## The problem
Every line of the records below that holds the word "means" belongs in the answer.

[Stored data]

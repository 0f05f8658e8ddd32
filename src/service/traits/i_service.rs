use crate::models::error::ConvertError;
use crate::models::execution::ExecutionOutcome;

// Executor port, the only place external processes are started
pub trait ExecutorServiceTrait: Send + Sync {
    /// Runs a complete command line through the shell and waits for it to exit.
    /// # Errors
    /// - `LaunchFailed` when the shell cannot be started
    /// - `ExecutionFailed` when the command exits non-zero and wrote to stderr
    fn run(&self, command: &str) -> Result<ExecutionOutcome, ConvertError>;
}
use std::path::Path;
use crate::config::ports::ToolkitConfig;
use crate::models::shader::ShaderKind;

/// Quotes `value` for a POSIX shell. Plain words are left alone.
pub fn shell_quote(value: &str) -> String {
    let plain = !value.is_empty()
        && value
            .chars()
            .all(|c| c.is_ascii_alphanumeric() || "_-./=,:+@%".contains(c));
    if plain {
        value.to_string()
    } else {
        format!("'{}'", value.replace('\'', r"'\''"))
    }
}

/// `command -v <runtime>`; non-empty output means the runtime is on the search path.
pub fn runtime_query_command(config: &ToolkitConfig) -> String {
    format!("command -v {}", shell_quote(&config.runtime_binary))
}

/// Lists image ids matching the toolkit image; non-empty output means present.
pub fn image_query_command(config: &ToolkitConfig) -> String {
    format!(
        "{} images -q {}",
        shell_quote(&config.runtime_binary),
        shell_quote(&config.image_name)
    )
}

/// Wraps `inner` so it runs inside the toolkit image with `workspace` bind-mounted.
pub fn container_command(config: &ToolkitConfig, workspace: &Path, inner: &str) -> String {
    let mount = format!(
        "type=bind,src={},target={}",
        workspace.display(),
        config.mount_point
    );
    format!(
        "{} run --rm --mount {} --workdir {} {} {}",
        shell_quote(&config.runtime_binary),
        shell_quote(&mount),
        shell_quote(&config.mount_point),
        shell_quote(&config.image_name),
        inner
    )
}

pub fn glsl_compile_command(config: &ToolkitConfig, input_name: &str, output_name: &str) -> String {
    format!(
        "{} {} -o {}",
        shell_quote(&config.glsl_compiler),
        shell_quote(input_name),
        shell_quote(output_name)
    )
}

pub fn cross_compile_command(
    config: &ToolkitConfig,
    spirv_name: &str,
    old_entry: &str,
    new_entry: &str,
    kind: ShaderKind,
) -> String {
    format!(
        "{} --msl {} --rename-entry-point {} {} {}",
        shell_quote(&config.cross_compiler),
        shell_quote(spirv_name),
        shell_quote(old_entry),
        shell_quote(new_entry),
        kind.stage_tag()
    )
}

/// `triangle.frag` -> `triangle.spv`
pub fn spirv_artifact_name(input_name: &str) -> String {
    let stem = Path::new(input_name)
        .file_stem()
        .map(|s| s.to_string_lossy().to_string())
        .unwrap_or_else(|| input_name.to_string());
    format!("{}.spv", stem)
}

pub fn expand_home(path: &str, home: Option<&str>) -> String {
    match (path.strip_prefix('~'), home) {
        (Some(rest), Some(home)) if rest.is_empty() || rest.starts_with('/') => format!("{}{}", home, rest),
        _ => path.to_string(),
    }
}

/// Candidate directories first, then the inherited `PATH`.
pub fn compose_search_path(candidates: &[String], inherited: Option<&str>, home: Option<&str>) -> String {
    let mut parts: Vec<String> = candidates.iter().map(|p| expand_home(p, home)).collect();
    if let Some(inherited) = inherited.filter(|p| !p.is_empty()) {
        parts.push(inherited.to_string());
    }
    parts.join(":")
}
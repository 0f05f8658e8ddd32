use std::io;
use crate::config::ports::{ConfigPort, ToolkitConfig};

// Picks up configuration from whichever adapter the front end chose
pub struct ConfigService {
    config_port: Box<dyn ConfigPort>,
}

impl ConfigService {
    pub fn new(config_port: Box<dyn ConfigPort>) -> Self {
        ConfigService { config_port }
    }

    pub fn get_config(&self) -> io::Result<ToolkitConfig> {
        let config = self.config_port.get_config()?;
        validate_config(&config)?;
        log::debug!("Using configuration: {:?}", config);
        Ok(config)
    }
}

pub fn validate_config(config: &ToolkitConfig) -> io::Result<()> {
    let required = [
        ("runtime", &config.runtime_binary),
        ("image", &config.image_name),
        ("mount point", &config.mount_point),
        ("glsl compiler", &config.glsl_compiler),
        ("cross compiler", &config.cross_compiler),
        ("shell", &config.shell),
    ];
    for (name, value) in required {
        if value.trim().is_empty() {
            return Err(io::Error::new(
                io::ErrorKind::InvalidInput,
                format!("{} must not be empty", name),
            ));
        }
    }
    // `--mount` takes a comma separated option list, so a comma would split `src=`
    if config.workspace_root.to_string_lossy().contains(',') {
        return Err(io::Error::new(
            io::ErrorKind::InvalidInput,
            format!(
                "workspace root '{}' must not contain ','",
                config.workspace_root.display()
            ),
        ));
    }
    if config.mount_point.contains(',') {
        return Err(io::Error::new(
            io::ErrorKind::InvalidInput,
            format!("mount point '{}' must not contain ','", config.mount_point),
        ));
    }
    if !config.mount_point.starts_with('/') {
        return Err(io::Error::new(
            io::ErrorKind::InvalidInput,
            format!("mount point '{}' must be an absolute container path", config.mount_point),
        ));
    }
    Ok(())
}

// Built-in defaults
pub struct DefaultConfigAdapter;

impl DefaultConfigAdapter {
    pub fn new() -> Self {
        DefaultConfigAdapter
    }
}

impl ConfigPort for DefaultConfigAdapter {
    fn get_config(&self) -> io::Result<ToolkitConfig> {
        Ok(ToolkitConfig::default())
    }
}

## Your response
/// `command -v <runtime>`; non-empty output means the runtime is on the search path.
/// Lists image ids matching the toolkit image; non-empty output means present.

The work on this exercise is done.